Curator: Jonas Storsve
The Centre Pompidou will hold the first retrospective dedicated to the work of Nancy Spero
in France. Presented from 13 October 2010 to 10 January 2011, it gathers sixty drawings in
homage to the American artist who died last year at the age of 83.
The exhibition, which will be shown in both the Gallery of Graphic Art and the Museum
Gallery, chronologically displays the work of an engaged artist. Nancy Spero created a woman
who is both a protagonist and a driving force of history, along the lines of the feminine model
she defended.
In 1966, she definitively abandoned painting on canvas, a medium she considered too
“masculine,” and renewed her practice of graphic art utilizing simple procedures and
materials: she photocopied, enlarged and modified her images, which she reworked and
redrew with an ink pen and then cut out. The figures thus obtained are often incorporated into
long strips of vertical or horizontal paper glued end-to -end like Egyptian papyrus or Chinese
scrolls. Imbued with violence, yet not bereft of humor, Nancy Spero’s art, punctuated with
cries of anger and radical stands, takes a decidedly figurative form, on the border between
drawing and painting.
Trained at the Art Institute of Chicago, a bastion of figurative painting, the artist studied at the École
des Beaux-Arts de Paris from 1949 to 1950. After marrying painter Leon Golub in1951 – they would
have three children – she came back with her family to live in the French capital from 1959 to 1964.
Upon returning to the United States, Nancy Spero took up the cause of ending the war in Vietnam,
translating all the horror and revulsion she felt about this conflict in The War Paintings (1966-1970).
Identifying with Antonin Artaud, she drew inspiration from his texts in her Artaud Paintings (1969-1970)
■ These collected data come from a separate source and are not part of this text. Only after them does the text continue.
use duck_hunt::compute::*;
use duck_hunt::display::Drawer;
use duck_hunt::duck::{Duck, DuckHatchery};
use duck_hunt::entities::*;
use duck_hunt::textures::{TextureStyle, Textures};

use rand::rngs::StdRng;
use rand::SeedableRng;

fn seeded_rng() -> StdRng {
    StdRng::seed_from_u64(42)
}

fn hatchery() -> DuckHatchery {
    let textures = Textures::generate(TextureStyle::Remake);
    let drawer = Drawer::new(&textures.background, 342, 112);
    DuckHatchery::new(&textures, &drawer)
}

fn stats_with_hits(hits: usize) -> PlayerStats {
    let mut stats = single_duck_game();
    stats.duck_next = DUCKS_PER_ROUND;
    for slot in stats.ducks_hit.iter_mut().take(hits) {
        *slot = true;
    }
    stats
}

// ── score_for_duck ────────────────────────────────────────────────────────────

#[test]
fn score_base_values() {
    assert_eq!(score_for_duck(1, DuckColour::Brown), 500);
    assert_eq!(score_for_duck(1, DuckColour::Blue), 1000);
    assert_eq!(score_for_duck(1, DuckColour::Red), 1500);
}

#[test]
fn score_multiplier_tiers() {
    assert_eq!(score_for_duck(5, DuckColour::Blue), 1000);
    assert_eq!(score_for_duck(6, DuckColour::Blue), 1600);
    assert_eq!(score_for_duck(10, DuckColour::Brown), 800);
    assert_eq!(score_for_duck(10, DuckColour::Red), 2400);
    assert_eq!(score_for_duck(11, DuckColour::Red), 3000);
    assert_eq!(score_for_duck(40, DuckColour::Brown), 1000);
}

#[test]
fn every_score_has_its_own_sprite() {
    let tiers = duck_hunt::duck::SCORE_SPRITE_TIERS;
    for round in 1..30 {
        for colour in [DuckColour::Blue, DuckColour::Brown, DuckColour::Red] {
            assert!(tiers.contains(&score_for_duck(round, colour)));
        }
    }
}

// ── ducks_needed_for_round ────────────────────────────────────────────────────

#[test]
fn ducks_needed_steps() {
    assert_eq!(ducks_needed_for_round(1), 6);
    assert_eq!(ducks_needed_for_round(10), 6);
    assert_eq!(ducks_needed_for_round(11), 7);
    assert_eq!(ducks_needed_for_round(12), 7);
    assert_eq!(ducks_needed_for_round(13), 8);
    assert_eq!(ducks_needed_for_round(14), 8);
    assert_eq!(ducks_needed_for_round(15), 9);
    assert_eq!(ducks_needed_for_round(19), 9);
    assert_eq!(ducks_needed_for_round(20), 10);
}

#[test]
fn ducks_needed_never_drops() {
    for round in 1..30 {
        assert!(ducks_needed_for_round(round + 1) >= ducks_needed_for_round(round));
        assert!(ducks_needed_for_round(round) <= DUCKS_PER_ROUND);
    }
}

// ── random_duck_colour ────────────────────────────────────────────────────────

#[test]
fn colour_distribution_favours_brown() {
    let mut rng = seeded_rng();
    let (mut red, mut blue, mut brown) = (0, 0, 0);
    for _ in 0..11_000 {
        match random_duck_colour(&mut rng) {
            DuckColour::Red => red += 1,
            DuckColour::Blue => blue += 1,
            DuckColour::Brown => brown += 1,
        }
    }
    // Expected 1000 / 4000 / 6000.
    assert!((700..1300).contains(&red), "red = {red}");
    assert!((3600..4400).contains(&blue), "blue = {blue}");
    assert!((5500..6500).contains(&brown), "brown = {brown}");
}

// ── new_game ──────────────────────────────────────────────────────────────────

#[test]
fn new_game_starts_at_round_one() {
    let s = new_game(GameType::Single);
    assert_eq!(s.round, 1);
    assert_eq!(s.score, 0);
    assert_eq!(s.duck_next, 0);
    assert_eq!(s.ducks_needed, 6);
    assert_eq!(s.shots_left, SHOTS_PER_SPAWN);
    assert!(s.ducks_current.is_empty());
    assert!(s.ducks_hit.iter().all(|&hit| !hit));
    assert_eq!(s.ducks_simultaneous, 1);
}

#[test]
fn double_game_releases_pairs() {
    let s = new_game(GameType::Double);
    assert_eq!(s.ducks_simultaneous, 2);
    assert_eq!(s, PlayerStats { ducks_simultaneous: 2, ..single_duck_game() });
}

// ── spawn_duck / try_spawn_duck ──────────────────────────────────────────────

#[test]
fn spawn_duck_hands_out_consecutive_indices() {
    let hatchery = hatchery();
    let mut rng = seeded_rng();
    let mut ducks: Vec<Duck> = Vec::new();
    let mut stats = double_duck_game();
    stats.round = 4;

    spawn_duck(&hatchery, &mut ducks, &mut stats, &mut rng);
    assert_eq!(ducks.len(), 2);
    assert_eq!(stats.duck_next, 2);
    assert_eq!(stats.ducks_current, vec![0, 1]);
    for (i, duck) in ducks.iter().enumerate() {
        assert_eq!(duck.index, i);
        assert!(duck.alive);
    }
}

#[test]
fn spawn_duck_stops_at_the_last_index() {
    let hatchery = hatchery();
    let mut rng = seeded_rng();
    let mut ducks = Vec::new();
    let mut stats = double_duck_game();
    stats.duck_next = 9;

    spawn_duck(&hatchery, &mut ducks, &mut stats, &mut rng);
    assert_eq!(ducks.len(), 1);
    assert_eq!(stats.duck_next, DUCKS_PER_ROUND);
    assert_eq!(stats.ducks_current, vec![9]);
}

#[test]
fn try_spawn_waits_for_an_empty_sky() {
    let hatchery = hatchery();
    let mut rng = seeded_rng();
    let mut ducks = Vec::new();
    let mut stats = single_duck_game();

    assert!(try_spawn_duck(&hatchery, &mut ducks, &mut stats, &mut rng));
    assert_eq!(ducks.len(), 1);
    assert!(!try_spawn_duck(&hatchery, &mut ducks, &mut stats, &mut rng));
    assert_eq!(ducks.len(), 1);
    assert_eq!(stats.duck_next, 1);
}

#[test]
fn try_spawn_refuses_once_round_is_used_up() {
    let hatchery = hatchery();
    let mut rng = seeded_rng();
    let mut ducks = Vec::new();
    let mut stats = single_duck_game();
    stats.duck_next = DUCKS_PER_ROUND;

    assert!(!try_spawn_duck(&hatchery, &mut ducks, &mut stats, &mut rng));
    assert!(ducks.is_empty());
}

#[test]
fn spawned_duck_is_worth_its_colour() {
    let hatchery = hatchery();
    let mut rng = seeded_rng();
    for _ in 0..20 {
        let mut ducks = Vec::new();
        let mut stats = single_duck_game();
        stats.round = 7;
        spawn_duck(&hatchery, &mut ducks, &mut stats, &mut rng);
        let colour = ducks[0].colour;
        assert_eq!(kill_duck(&mut ducks[0], &mut stats), Some(score_for_duck(7, colour)));
    }
}

// ── kill_duck ─────────────────────────────────────────────────────────────────

#[test]
fn kill_duck_books_the_hit() {
    let hatchery = hatchery();
    let mut rng = seeded_rng();
    let mut ducks = Vec::new();
    let mut stats = double_duck_game();
    spawn_duck(&hatchery, &mut ducks, &mut stats, &mut rng);

    let points = kill_duck(&mut ducks[1], &mut stats);
    assert!(points.is_some());
    assert_eq!(stats.score, points.unwrap_or(0));
    assert_eq!(stats.ducks_current, vec![0]);
    assert!(stats.ducks_hit[1]);
    assert!(!stats.ducks_hit[0]);
    assert_eq!(living_ducks(&ducks), 1);
}

#[test]
fn kill_duck_twice_scores_once() {
    let hatchery = hatchery();
    let mut rng = seeded_rng();
    let mut ducks = Vec::new();
    let mut stats = single_duck_game();
    spawn_duck(&hatchery, &mut ducks, &mut stats, &mut rng);

    kill_duck(&mut ducks[0], &mut stats);
    let score = stats.score;
    assert_eq!(kill_duck(&mut ducks[0], &mut stats), None);
    assert_eq!(stats.score, score);
    assert_eq!(ducks_hit_count(&stats), 1);
}

// ── round_outcome ─────────────────────────────────────────────────────────────

#[test]
fn round_still_running() {
    let mut stats = stats_with_hits(8);
    assert_eq!(round_outcome(&stats, false), None);
    stats.duck_next = 9;
    assert_eq!(round_outcome(&stats, true), None);
}

#[test]
fn meeting_the_quota_advances() {
    assert_eq!(round_outcome(&stats_with_hits(6), true), Some(RoundOutcome::Advance));
    assert_eq!(round_outcome(&stats_with_hits(10), true), Some(RoundOutcome::Advance));
}

#[test]
fn missing_the_quota_ends_the_game() {
    assert_eq!(round_outcome(&stats_with_hits(5), true), Some(RoundOutcome::GameOver));
    assert_eq!(round_outcome(&stats_with_hits(0), true), Some(RoundOutcome::GameOver));
}

#[test]
fn finished_round_is_judged_exactly_one_way() {
    for hits in 0..=DUCKS_PER_ROUND {
        for round in [1, 11, 13, 15, 20] {
            let mut stats = stats_with_hits(hits);
            stats.ducks_needed = ducks_needed_for_round(round);
            let outcome = round_outcome(&stats, true);
            let expected = if hits >= stats.ducks_needed {
                RoundOutcome::Advance
            } else {
                RoundOutcome::GameOver
            };
            assert_eq!(outcome, Some(expected));
        }
    }
}

// ── start_new_round ───────────────────────────────────────────────────────────

#[test]
fn new_round_resets_the_hit_panel() {
    let mut stats = stats_with_hits(7);
    stats.round = 10;
    stats.score = 12_345;
    start_new_round(&mut stats);
    assert_eq!(stats.round, 11);
    assert_eq!(stats.duck_next, 0);
    assert_eq!(stats.ducks_needed, 7);
    assert!(stats.ducks_hit.iter().all(|&hit| !hit));
    assert_eq!(stats.score, 12_345);
}

// ── coalesce_hits_step ────────────────────────────────────────────────────────

#[test]
fn coalesce_step_moves_markers_left() {
    let mut hits = [false; DUCKS_PER_ROUND];
    hits[3] = true;
    assert!(coalesce_hits_step(&mut hits));
    assert!(hits[2]);
    assert!(!hits[3]);
}

#[test]
fn coalesce_converges_with_count_preserved() {
    let mut hits = [false, true, false, true, true, false, false, true, false, true];
    let count = hits.iter().filter(|&&h| h).count();
    let mut passes = 0;
    while coalesce_hits_step(&mut hits) {
        passes += 1;
        assert!(passes <= DUCKS_PER_ROUND);
        assert_eq!(hits.iter().filter(|&&h| h).count(), count);
    }
    let expected: Vec<bool> = (0..DUCKS_PER_ROUND).map(|i| i < count).collect();
    assert_eq!(hits.to_vec(), expected);
}

#[test]
fn coalesce_on_packed_panel_is_a_no_op() {
    let mut hits = [true, true, true, false, false, false, false, false, false, false];
    assert!(!coalesce_hits_step(&mut hits));
    assert_eq!(hits, [true, true, true, false, false, false, false, false, false, false]);
}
and more specifically in her Codex Artaud (1971-1972). It was through his influence she would invent her
self as a woman artist.
From the 1970s on, Nancy Spero placed woman at the center of her work, representing Man in the
broadest sense in an exclusively feminine form. During this period her work took a radically feminist turn.
She forged an image of woman who transgresses every limit of period and culture, free, strong and
timeless.
--------------
Prix Fondation d'entreprise Ricard
From 2000, every years, the Centre Pompidou awards with the Prix Fondation d'entreprise Ricard the best french emerging artist. The works, donated by Fondation d'entreprise Ricard to Musee national d'art moderne, will enrich their collection.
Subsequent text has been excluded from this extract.